What things should be covered by a director's service contract?
'Should' is rather a strong word but the following might well be considered:
Remuneration - This should be considered in its widest sense to include bonuses, incentives, share options, etc.
Notice period - This should cover notice by the director to the company and notice by the company to the director.
Duties of the director.
The director's rights in the event of ill health.
The company's rights in respect of misconduct or inadequate performance by the director.
Confidentiality - The obligation of the director to keep the company's affairs confidential, both during the course of the directorship and after its termination.
(j) Exclusive services - Whether or not the director is allowed to take other directorships and employments, or to work on a self- employed basis.
(k) Non-competition - It is often specified that a director cannot work for a competitor for a specified period after the termination of the directorship.
(l) Expenses - The basis on which expenses will be reimbursed by the company.
(m) The company's rights to the exclusive benefit of the director's endeavors - It is sometimes specified that the benefits of any inventions, development work, etc made by the director in his own time shall belong to the company.
I have heard that long periods of notice are frowned upon. Is this correct?
Yes it is, though perhaps it would be better to say that long periods of notice for directors of listed companies are frowned upon. Two year rolling contracts used to be quite common but they are now very much the exception. The Combined Code calls for maximum notice periods of not more than a year, but with an exception for directors recruited from outside so long as they reduce to one year or less after the initial period.
Is there a maximum period for which a director's service contract can run?
Directors may, subject to any restrictions imposed by the articles, commit the company to a director's service contract, so long as it may be ended without compensation by the company giving not more than two years notice. There is of course no problem if it is capable of running for more than two years at the option of the company rather than at the option of the director. If a contract is capable of running for more than two years as described above, it is invalid unless it has been approved by the members in a general meeting.

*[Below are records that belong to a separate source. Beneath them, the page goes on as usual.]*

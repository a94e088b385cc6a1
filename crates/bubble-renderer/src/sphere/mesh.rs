//! Sphere mesh generation.
//!
//! Generates an indexed UV sphere. Seam and pole vertices are duplicated so
//! every grid point carries its own uv; the pole rows emit one triangle per
//! quad and every other row emits two.

use super::types::SphereMesh;

/// Generate an indexed UV sphere centered at the origin.
///
/// Produces `(width + 1) * (height + 1)` vertices ordered row by row from
/// the north pole (0, r, 0) down to the south pole. Segment counts are
/// clamped to `width >= 3` and `height >= 2`.
pub fn generate_sphere_mesh(radius: f32, width_segments: u32, height_segments: u32) -> SphereMesh {
    let width = width_segments.max(3);
    let height = height_segments.max(2);

    let vertex_count = ((width + 1) * (height + 1)) as usize;
    let mut positions = Vec::with_capacity(vertex_count);
    let mut normals = Vec::with_capacity(vertex_count);
    let mut uvs = Vec::with_capacity(vertex_count);
    let mut grid: Vec<Vec<u32>> = Vec::with_capacity(height as usize + 1);

    let mut next_index = 0u32;
    for iy in 0..=height {
        let v = iy as f32 / height as f32;

        // Nudge the pole uvs so the triangle fans sample the middle of the seam.
        let u_offset = if iy == 0 {
            0.5 / width as f32
        } else if iy == height {
            -0.5 / width as f32
        } else {
            0.0
        };

        let mut row = Vec::with_capacity(width as usize + 1);
        for ix in 0..=width {
            let u = ix as f32 / width as f32;
            let point = sphere_point(radius, u, v);

            positions.push(point);
            normals.push(normalize(point));
            uvs.push([u + u_offset, 1.0 - v]);

            row.push(next_index);
            next_index += 1;
        }
        grid.push(row);
    }

    let mut indices = Vec::new();
    for iy in 0..height as usize {
        for ix in 0..width as usize {
            let a = grid[iy][ix + 1];
            let b = grid[iy][ix];
            let c = grid[iy + 1][ix];
            let d = grid[iy + 1][ix + 1];

            if iy != 0 {
                indices.extend_from_slice(&[a, b, d]);
            }
            if iy != height as usize - 1 {
                indices.extend_from_slice(&[b, c, d]);
            }
        }
    }

    SphereMesh {
        positions,
        normals,
        uvs,
        indices,
    }
}

/// Point on the sphere for normalized grid coordinates `u` (around) and `v`
/// (top to bottom), both in `0..=1`.
fn sphere_point(radius: f32, u: f32, v: f32) -> [f32; 3] {
    let phi = u * std::f32::consts::TAU;
    let theta = v * std::f32::consts::PI;

    [
        -radius * phi.cos() * theta.sin(),
        radius * theta.cos(),
        radius * phi.sin() * theta.sin(),
    ]
}

fn normalize(p: [f32; 3]) -> [f32; 3] {
    let len = (p[0] * p[0] + p[1] * p[1] + p[2] * p[2]).sqrt();
    if len == 0.0 {
        return [0.0, 0.0, 0.0];
    }
    [p[0] / len, p[1] / len, p[2] / len]
}

// =============================================================================
// Tests
// =============================================================================

#[cfg(test)]
mod tests {
    use super::*;

    fn length(p: [f32; 3]) -> f32 {
        (p[0] * p[0] + p[1] * p[1] + p[2] * p[2]).sqrt()
    }

    #[test]
    fn vertex_count_includes_seams() {
        let mesh = generate_sphere_mesh(0.4, 64, 64);
        assert_eq!(mesh.vertex_count(), 65 * 65);
        assert_eq!(mesh.normals.len(), 65 * 65);
        assert_eq!(mesh.uvs.len(), 65 * 65);
    }

    #[test]
    fn triangle_count_skips_degenerate_pole_triangles() {
        let (w, h) = (8, 6);
        let mesh = generate_sphere_mesh(1.0, w, h);
        // Two triangles per quad, minus one per quad in each pole row.
        let expected = (2 * w * h - 2 * w) as usize;
        assert_eq!(mesh.triangle_count(), expected);
    }

    #[test]
    fn indices_are_in_range() {
        let mesh = generate_sphere_mesh(0.4, 12, 9);
        let n = mesh.vertex_count() as u32;
        assert!(mesh.indices.iter().all(|&i| i < n));
    }

    #[test]
    fn first_vertex_is_north_pole() {
        let mesh = generate_sphere_mesh(0.4, 8, 4);
        let p = mesh.positions[0];
        assert!(p[0].abs() < 1e-6);
        assert!((p[1] - 0.4).abs() < 1e-6);
        assert!(p[2].abs() < 1e-6);
    }

    #[test]
    fn last_vertex_is_south_pole() {
        let mesh = generate_sphere_mesh(0.4, 8, 4);
        let p = *mesh.positions.last().unwrap();
        assert!(p[0].abs() < 1e-5);
        assert!((p[1] + 0.4).abs() < 1e-6);
        assert!(p[2].abs() < 1e-5);
    }

    #[test]
    fn equator_starts_on_negative_x() {
        let mesh = generate_sphere_mesh(1.0, 8, 4);
        // Row 2 of 4 is the equator; ix = 0 sits at (-r, 0, 0).
        let p = mesh.positions[2 * 9];
        assert!((p[0] + 1.0).abs() < 1e-6);
        assert!(p[1].abs() < 1e-6);
        assert!(p[2].abs() < 1e-6);
    }

    #[test]
    fn all_vertices_lie_on_radius() {
        let mesh = generate_sphere_mesh(0.4, 16, 12);
        for (i, p) in mesh.positions.iter().enumerate() {
            assert!((length(*p) - 0.4).abs() < 1e-5, "vertex {i}");
        }
    }

    #[test]
    fn normals_are_unit_and_outward() {
        let mesh = generate_sphere_mesh(0.4, 16, 12);
        for (p, n) in mesh.positions.iter().zip(&mesh.normals) {
            assert!((length(*n) - 1.0).abs() < 1e-5);
            let dot = p[0] * n[0] + p[1] * n[1] + p[2] * n[2];
            assert!(dot > 0.0);
        }
    }

    #[test]
    fn seam_vertices_coincide() {
        let mesh = generate_sphere_mesh(1.0, 8, 4);
        let row = 9;
        for iy in 0..=4 {
            let first = mesh.positions[iy * row];
            let last = mesh.positions[iy * row + 8];
            for k in 0..3 {
                assert!((first[k] - last[k]).abs() < 1e-5);
            }
        }
    }

    #[test]
    fn first_quad_below_pole_row_winding() {
        let mesh = generate_sphere_mesh(1.0, 4, 3);
        // Row 0 emits only (b, c, d) for ix = 0: (0, 5, 6).
        assert_eq!(&mesh.indices[0..3], &[0, 5, 6]);
    }

    #[test]
    fn minimum_segments_clamped() {
        let mesh = generate_sphere_mesh(1.0, 1, 1);
        assert_eq!(mesh.vertex_count(), 4 * 3);
        assert_eq!(mesh.triangle_count(), (2 * 3 * 2 - 2 * 3) as usize);
    }
}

This of course does not mean that a director's contract automatically ends after two years. It can run indefinitely so long as it can be ended by the company giving not more than two years notice.
Who can inspect directors' service contracts?
Every member of the company is entitled to inspect directors' service contracts without charge. This applies to a contract with the company or a subsidiary company. If the contract is not in writing, members are entitled to inspect a memorandum of its terms.
The Act does not extend this privilege to non-members but the Listing Rules require that the service contracts of directors of listed companies be made available to non-members for inspection. Furthermore, the Listing Rules require that certain contracts be made available that do not fall within the definitions given in the Act.
Can I get a copy of a director's service contract?
Members can require a copy on payment of a prescribed charge plus reasonable costs.
Where must a director's service contract be kept?
It must be kept at the registered office or at a single alternative inspection location that has been notified to Companies House.